Today, we’re diving into the life of a young man who walked away from college, stared down failure, and rewrote the rules of innovation. His name? Steve Jobs. You may know him as the co-founder of Apple — but the road he took to get there was anything but straight.
Born in 1955 and adopted by Paul and Clara Jobs in California, Steve showed early signs of being both curious and rebellious. He was captivated by electronics but disenchanted with conventional education. He often clashed with teachers, questioned authority, and saw school more as a prison than a playground.
After high school, he enrolled at Reed College in Oregon — a prestigious liberal arts school. But six months in, he dropped out. It wasn’t that he wasn’t smart. In fact, he kept attending classes unofficially, sleeping on friends’ floors, and collecting soda bottles to afford meals. He sat in on calligraphy, not because he had to, but because he loved it. That class, he would later say, influenced the elegant typography of the first Macintosh computers.
Jobs was always chasing something deeper — a kind of spiritual and creative harmony. He traveled to India, experimented with psychedelics, and practiced Zen Buddhism. But beneath his spiritual search was an intense drive to build something that mattered. Something that fused art and technology. And in 1976, in a garage in Los Altos, California, that something began.

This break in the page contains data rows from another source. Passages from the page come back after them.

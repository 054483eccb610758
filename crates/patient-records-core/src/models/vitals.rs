//! Derived body measurements.

use serde::{Deserialize, Serialize};
use std::fmt;

/// Weight category derived from a BMI value.
#[derive(Debug, Clone, Copy, Serialize, Deserialize, PartialEq, Eq, Hash)]
pub enum Verdict {
    Underweight,
    Normal,
    Overweight,
    Obesity,
}

impl Verdict {
    /// Classify a BMI value. Each band includes its lower bound.
    pub fn from_bmi(bmi: f64) -> Self {
        if bmi < 18.5 {
            Verdict::Underweight
        } else if bmi < 25.0 {
            Verdict::Normal
        } else if bmi < 30.0 {
            Verdict::Overweight
        } else {
            Verdict::Obesity
        }
    }

    pub fn as_str(&self) -> &'static str {
        match self {
            Verdict::Underweight => "Underweight",
            Verdict::Normal => "Normal",
            Verdict::Overweight => "Overweight",
            Verdict::Obesity => "Obesity",
        }
    }
}

impl fmt::Display for Verdict {
    fn fmt(&self, f: &mut fmt::Formatter<'_>) -> fmt::Result {
        f.write_str(self.as_str())
    }
}

/// Body mass index from height in centimetres and weight in kilograms,
/// rounded to two decimals.
///
/// Rounding is half away from zero on the value scaled by 100.
pub fn compute_bmi(height_cm: f64, weight_kg: f64) -> f64 {
    let height_m = height_cm / 100.0;
    round_hundredths(weight_kg / (height_m * height_m))
}

fn round_hundredths(value: f64) -> f64 {
    (value * 100.0).round() / 100.0
}

#[cfg(test)]
mod tests {
    use super::*;
    use proptest::prelude::*;

    #[test]
    fn test_compute_bmi() {
        // 75 / 1.8^2 = 23.148...
        assert_eq!(compute_bmi(180.0, 75.0), 23.15);
        assert_eq!(compute_bmi(200.0, 100.0), 25.0);
        assert_eq!(compute_bmi(160.0, 50.0), 19.53);
    }

    #[test]
    fn test_rounding_is_half_away_from_zero() {
        assert_eq!(round_hundredths(18.4951), 18.5);
        assert_eq!(round_hundredths(18.4949), 18.49);
        assert_eq!(round_hundredths(0.125), 0.13);
    }

    #[test]
    fn test_verdict_boundaries() {
        assert_eq!(Verdict::from_bmi(18.49), Verdict::Underweight);
        assert_eq!(Verdict::from_bmi(18.5), Verdict::Normal);
        assert_eq!(Verdict::from_bmi(24.999), Verdict::Normal);
        assert_eq!(Verdict::from_bmi(25.0), Verdict::Overweight);
        assert_eq!(Verdict::from_bmi(29.999), Verdict::Overweight);
        assert_eq!(Verdict::from_bmi(30.0), Verdict::Obesity);
        assert_eq!(Verdict::from_bmi(55.0), Verdict::Obesity);
    }

    #[test]
    fn test_rounded_bmi_drives_verdict() {
        // 57.0 / 1.75^2 = 18.6122... stays Normal
        let bmi = compute_bmi(175.0, 57.0);
        assert_eq!(bmi, 18.61);
        assert_eq!(Verdict::from_bmi(bmi), Verdict::Normal);
    }

    #[test]
    fn test_verdict_serializes_as_name() {
        let json = serde_json::to_string(&Verdict::Overweight).unwrap();
        assert_eq!(json, "\"Overweight\"");
        assert_eq!(Verdict::Obesity.to_string(), "Obesity");
    }

    proptest! {
        #[test]
        fn bmi_has_at_most_two_decimals(height in 50.0..250.0f64, weight in 1.0..500.0f64) {
            let bmi = compute_bmi(height, weight);
            let scaled = bmi * 100.0;
            prop_assert!((scaled - scaled.round()).abs() < 1e-6);
        }

        #[test]
        fn verdict_is_monotonic(a in 0.0..80.0f64, b in 0.0..80.0f64) {
            let (lo, hi) = if a <= b { (a, b) } else { (b, a) };
            prop_assert!(Verdict::from_bmi(lo) as u8 <= Verdict::from_bmi(hi) as u8);
        }
    }
}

Steve Jobs, along with his friend Steve Wozniak, built the first Apple computer. They sold Jobs' Volkswagen van and Wozniak’s calculator to fund it. The Apple I was primitive by today’s standards, but revolutionary at the time. It was personal, compact, and — most importantly — designed for the masses, not just computer geeks.

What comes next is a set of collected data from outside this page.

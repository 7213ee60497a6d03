//! Fibonacci term generation
//!
//! `Fibonacci` yields the first `n` terms of 0, 1, 1, 2, 3, 5, ... using two
//! `i32` accumulators advanced by simultaneous assignment:
//!
//! ```text
//! (current, next) <- (next, current + next)
//! ```
//!
//! The addition follows an [`Overflow`] policy. `Wrap` is the default and
//! reproduces two's complement wraparound explicitly; `Saturate` clamps at the
//! `i32` bounds instead.
//!
//! A term count of zero or less produces no terms.

use serde::Deserialize;
use std::io::{self, Write};
use std::iter::FusedIterator;

/// Header line printed before the term list
pub const HEADER: &str = "Fibonacci sequence:";

/// How the recurrence behaves once a term no longer fits in `i32`
#[derive(Debug, Clone, Copy, Default, PartialEq, Eq, Deserialize)]
#[serde(rename_all = "lowercase")]
pub enum Overflow {
    /// Two's complement wraparound
    #[default]
    Wrap,
    /// Clamp at `i32::MIN` / `i32::MAX`
    Saturate,
}

impl Overflow {
    fn add(self, a: i32, b: i32) -> i32 {
        match self {
            Overflow::Wrap => a.wrapping_add(b),
            Overflow::Saturate => a.saturating_add(b),
        }
    }
}

/// Lazy, finite generator over the first `n` Fibonacci terms
#[derive(Debug, Clone)]
pub struct Fibonacci {
    current: i32,
    next: i32,
    remaining: u32,
    overflow: Overflow,
}

impl Fibonacci {
    /// Create a generator for `n` terms. Negative counts yield nothing.
    pub fn new(n: i32, overflow: Overflow) -> Self {
        Fibonacci {
            current: 0,
            next: 1,
            remaining: n.max(0) as u32,
            overflow,
        }
    }
}

impl Iterator for Fibonacci {
    type Item = i32;

    fn next(&mut self) -> Option<i32> {
        if self.remaining == 0 {
            return None;
        }
        self.remaining -= 1;

        let term = self.current;
        let advanced = self.overflow.add(self.current, self.next);
        self.current = self.next;
        self.next = advanced;
        Some(term)
    }

    fn size_hint(&self) -> (usize, Option<usize>) {
        let remaining = self.remaining as usize;
        (remaining, Some(remaining))
    }
}

impl ExactSizeIterator for Fibonacci {}

impl FusedIterator for Fibonacci {}

/// Print the header line, then every term followed by a space, then a newline
///
/// Output for `n = 5`:
///
/// ```text
/// Fibonacci sequence:
/// 0 1 1 2 3
/// ```
///
/// (each term, including the last, is followed by one space)
///
/// Nothing is flushed; the caller decides when the output leaves its buffer.
pub fn emit<W: Write>(out: &mut W, n: i32, overflow: Overflow) -> io::Result<()> {
    writeln!(out, "{}", HEADER)?;
    for term in Fibonacci::new(n, overflow) {
        write!(out, "{} ", term)?;
    }
    writeln!(out)
}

Then came the Apple II, a game-changer. It was one of the first highly successful mass-market personal computers, and it catapulted Apple into the business stratosphere. Jobs, the dropout, had become a Silicon Valley visionary.
But the climb wasn’t smooth. Jobs could be brilliant, but also abrasive. His perfectionism made him a demanding leader. In 1985, after internal power struggles, Jobs was forced out of the very company he founded. He was just 30 years old.
Most people would’ve been crushed. But Jobs? He started over. He founded NeXT, a new computer company focused on higher education and business. Around the same time, he bought a struggling animation studio from George Lucas — and transformed it into Pixar.
Pixar’s first feature film, Toy Story, was a critical and commercial smash. It changed animation forever and proved Jobs wasn’t a one-hit wonder. Meanwhile, NeXT's software caught the attention of… Apple.
In 1997, Apple bought NeXT — and just like that, Steve Jobs was back. Older. Wiser. And ready to reinvent everything. Under his leadership, Apple launched the iMac, then the iPod, iTunes, iPhone, and iPad. Each product was sleek, intuitive, and disruptive. Each blurred the line between technology and art.
Jobs didn’t just build gadgets — he built an ecosystem. He saw what others didn’t: that people don’t just want tools, they want experiences. He focused relentlessly on design, simplicity, and storytelling. "Design is not just what it looks like and feels like," he said. "Design is how it works."
In 2003, Jobs was diagnosed with a rare form of pancreatic cancer. He continued working through treatments, even as his health declined. In 2011, he stepped down as Apple’s CEO and passed away shortly after. He was just 56 years old.
But his legacy? It lives in every pocket and on every desk. In the sleek lines of your phone. In the swipe of your screen. In the idea that a college dropout with a garage and a dream could, in fact, change the world.